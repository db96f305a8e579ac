//! Property-based tests for the R*-tree's structural invariants.

use proptest::prelude::*;
use rstar_index::{Mbr, RTree, RectQuery, WithMbr};

type Item = WithMbr<f64, 2, usize>;

prop_compose! {
    fn arb_rect()(x in 0.0..100.0f64, y in 0.0..100.0f64, w in 0.1..10.0f64, h in 0.1..10.0f64) -> Mbr<f64, 2> {
        Mbr::from_corners([x, y], [x + w, y + h])
    }
}

proptest! {
    #[test]
    fn tree_stays_structurally_valid_through_inserts(rects in prop::collection::vec(arb_rect(), 1..200)) {
        let mut tree: RTree<f64, 2, Item> = RTree::new(3, 8).unwrap();
        for (i, rect) in rects.iter().enumerate() {
            tree.insert(WithMbr::new(rect.clone(), i));
        }
        prop_assert_eq!(tree.len(), rects.len());
        prop_assert!(tree.verify().is_ok());
    }

    #[test]
    fn overlap_query_never_misses_a_contained_candidate(rects in prop::collection::vec(arb_rect(), 5..150)) {
        let mut tree: RTree<f64, 2, Item> = RTree::new(3, 8).unwrap();
        for (i, rect) in rects.iter().enumerate() {
            tree.insert(WithMbr::new(rect.clone(), i));
        }
        let query_region = Mbr::from_corners([20.0, 20.0], [60.0, 60.0]);
        let found: std::collections::HashSet<usize> = tree
            .iter_query(RectQuery::Overlaps(query_region.clone()))
            .map(|(_, _, entry)| entry.item)
            .collect();
        for (i, rect) in rects.iter().enumerate() {
            if query_region.intersects(rect) {
                prop_assert!(found.contains(&i), "missed overlapping rect {}", i);
            } else {
                prop_assert!(!found.contains(&i), "spuriously matched non-overlapping rect {}", i);
            }
        }
    }

    #[test]
    fn erasing_every_item_empties_the_tree_and_stays_valid(
        rects in prop::collection::vec(arb_rect(), 1..120),
        seed in 0u64..10_000,
    ) {
        let mut tree: RTree<f64, 2, Item> = RTree::new(3, 8).unwrap();
        let mut ids = Vec::new();
        for (i, rect) in rects.iter().enumerate() {
            ids.push(tree.insert(WithMbr::new(rect.clone(), i)));
        }
        // deterministic pseudo-shuffle of removal order, keyed by `seed`
        let mut order: Vec<usize> = (0..ids.len()).collect();
        let mut state = seed.wrapping_add(1);
        for i in (1..order.len()).rev() {
            state = state.wrapping_mul(6364136223846793005).wrapping_add(1);
            let j = (state >> 33) as usize % (i + 1);
            order.swap(i, j);
        }
        for &idx in &order {
            tree.erase(ids[idx]);
            prop_assert!(tree.verify().is_ok());
        }
        prop_assert!(tree.is_empty());
    }

    #[test]
    fn retain_keeps_exactly_the_matching_predicate(rects in prop::collection::vec(arb_rect(), 1..150)) {
        let mut tree: RTree<f64, 2, Item> = RTree::new(3, 8).unwrap();
        for (i, rect) in rects.iter().enumerate() {
            tree.insert(WithMbr::new(rect.clone(), i));
        }
        let removed = tree.retain(RectQuery::ContainedBy(Mbr::largest()), |entry| entry.item % 2 == 0);
        prop_assert!(removed.iter().all(|(_, entry)| entry.item % 2 != 0));
        prop_assert!(tree.verify().is_ok());
        let remaining: Vec<usize> = tree.iter().map(|(_, _, entry)| entry.item).collect();
        prop_assert!(remaining.iter().all(|i| i % 2 == 0));
        prop_assert_eq!(remaining.len() + removed.len(), rects.len());
    }

    #[test]
    fn rebuild_after_bulk_mutation_preserves_items(rects in prop::collection::vec(arb_rect(), 1..150)) {
        let mut tree: RTree<f64, 2, Item> = RTree::new(3, 8).unwrap();
        let mut ids = Vec::new();
        for (i, rect) in rects.iter().enumerate() {
            ids.push(tree.insert(WithMbr::new(rect.clone(), i)));
        }
        for (i, id) in ids.iter().enumerate() {
            if i % 5 == 0 {
                tree.erase(*id);
            }
        }
        tree.rebuild();
        prop_assert!(tree.verify().is_ok());
        let remaining: std::collections::HashSet<usize> = tree.iter().map(|(_, _, entry)| entry.item).collect();
        prop_assert_eq!(remaining.len(), tree.len());
    }
}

#### Brief
Give back the whole listing exactly as it reads.

#### Your solution
repository db96f305a8e579ac
//! Property-based tests for the R*-tree's structural invariants.

use proptest::prelude::*;
use rstar_index::{Mbr, RTree, RectQuery, WithMbr};

type Item = WithMbr<f64, 2, usize>;

prop_compose! {
    fn arb_rect()(x in 0.0..100.0f64, y in 0.0..100.0f64, w in 0.1..10.0f64, h in 0.1..10.0f64) -> Mbr<f64, 2> {
        Mbr::from_corners([x, y], [x + w, y + h])
    }
}

proptest! {
    #[test]
    fn tree_stays_structurally_valid_through_inserts(rects in prop::collection::vec(arb_rect(), 1..200)) {
        let mut tree: RTree<f64, 2, Item> = RTree::new(3, 8).unwrap();
        for (i, rect) in rects.iter().enumerate() {
            tree.insert(WithMbr::new(rect.clone(), i));
        }
        prop_assert_eq!(tree.len(), rects.len());
        prop_assert!(tree.verify().is_ok());
    }

    #[test]
    fn overlap_query_never_misses_a_contained_candidate(rects in prop::collection::vec(arb_rect(), 5..150)) {
        let mut tree: RTree<f64, 2, Item> = RTree::new(3, 8).unwrap();
        for (i, rect) in rects.iter().enumerate() {
            tree.insert(WithMbr::new(rect.clone(), i));
        }
        let query_region = Mbr::from_corners([20.0, 20.0], [60.0, 60.0]);
        let found: std::collections::HashSet<usize> = tree
            .iter_query(RectQuery::Overlaps(query_region.clone()))
            .map(|(_, _, entry)| entry.item)
            .collect();
        for (i, rect) in rects.iter().enumerate() {
            if query_region.intersects(rect) {
                prop_assert!(found.contains(&i), "missed overlapping rect {}", i);
            } else {
                prop_assert!(!found.contains(&i), "spuriously matched non-overlapping rect {}", i);
            }
        }
    }

    #[test]
    fn erasing_every_item_empties_the_tree_and_stays_valid(
        rects in prop::collection::vec(arb_rect(), 1..120),
        seed in 0u64..10_000,
    ) {
        let mut tree: RTree<f64, 2, Item> = RTree::new(3, 8).unwrap();
        let mut ids = Vec::new();
        for (i, rect) in rects.iter().enumerate() {
            ids.push(tree.insert(WithMbr::new(rect.clone(), i)));
        }
        // deterministic pseudo-shuffle of removal order, keyed by `seed`
        let mut order: Vec<usize> = (0..ids.len()).collect();
        let mut state = seed.wrapping_add(1);
        for i in (1..order.len()).rev() {
            state = state.wrapping_mul(6364136223846793005).wrapping_add(1);
            let j = (state >> 33) as usize % (i + 1);
            order.swap(i, j);
        }
        for &idx in &order {
            tree.erase(ids[idx]);
            prop_assert!(tree.verify().is_ok());
        }
        prop_assert!(tree.is_empty());
    }

    #[test]
    fn retain_keeps_exactly_the_matching_predicate(rects in prop::collection::vec(arb_rect(), 1..150)) {
        let mut tree: RTree<f64, 2, Item> = RTree::new(3, 8).unwrap();
        for (i, rect) in rects.iter().enumerate() {
            tree.insert(WithMbr::new(rect.clone(), i));
        }
        let removed = tree.retain(RectQuery::ContainedBy(Mbr::largest()), |entry| entry.item % 2 == 0);
        prop_assert!(removed.iter().all(|(_, entry)| entry.item % 2 != 0));
        prop_assert!(tree.verify().is_ok());
        let remaining: Vec<usize> = tree.iter().map(|(_, _, entry)| entry.item).collect();
        prop_assert!(remaining.iter().all(|i| i % 2 == 0));
        prop_assert_eq!(remaining.len() + removed.len(), rects.len());
    }

    #[test]
    fn rebuild_after_bulk_mutation_preserves_items(rects in prop::collection::vec(arb_rect(), 1..150)) {
        let mut tree: RTree<f64, 2, Item> = RTree::new(3, 8).unwrap();
        let mut ids = Vec::new();
        for (i, rect) in rects.iter().enumerate() {
            ids.push(tree.insert(WithMbr::new(rect.clone(), i)));
        }
        for (i, id) in ids.iter().enumerate() {
            if i % 5 == 0 {
                tree.erase(*id);
            }
        }
        tree.rebuild();
        prop_assert!(tree.verify().is_ok());
        let remaining: std::collections::HashSet<usize> = tree.iter().map(|(_, _, entry)| entry.item).collect();
        prop_assert_eq!(remaining.len(), tree.len());
    }
}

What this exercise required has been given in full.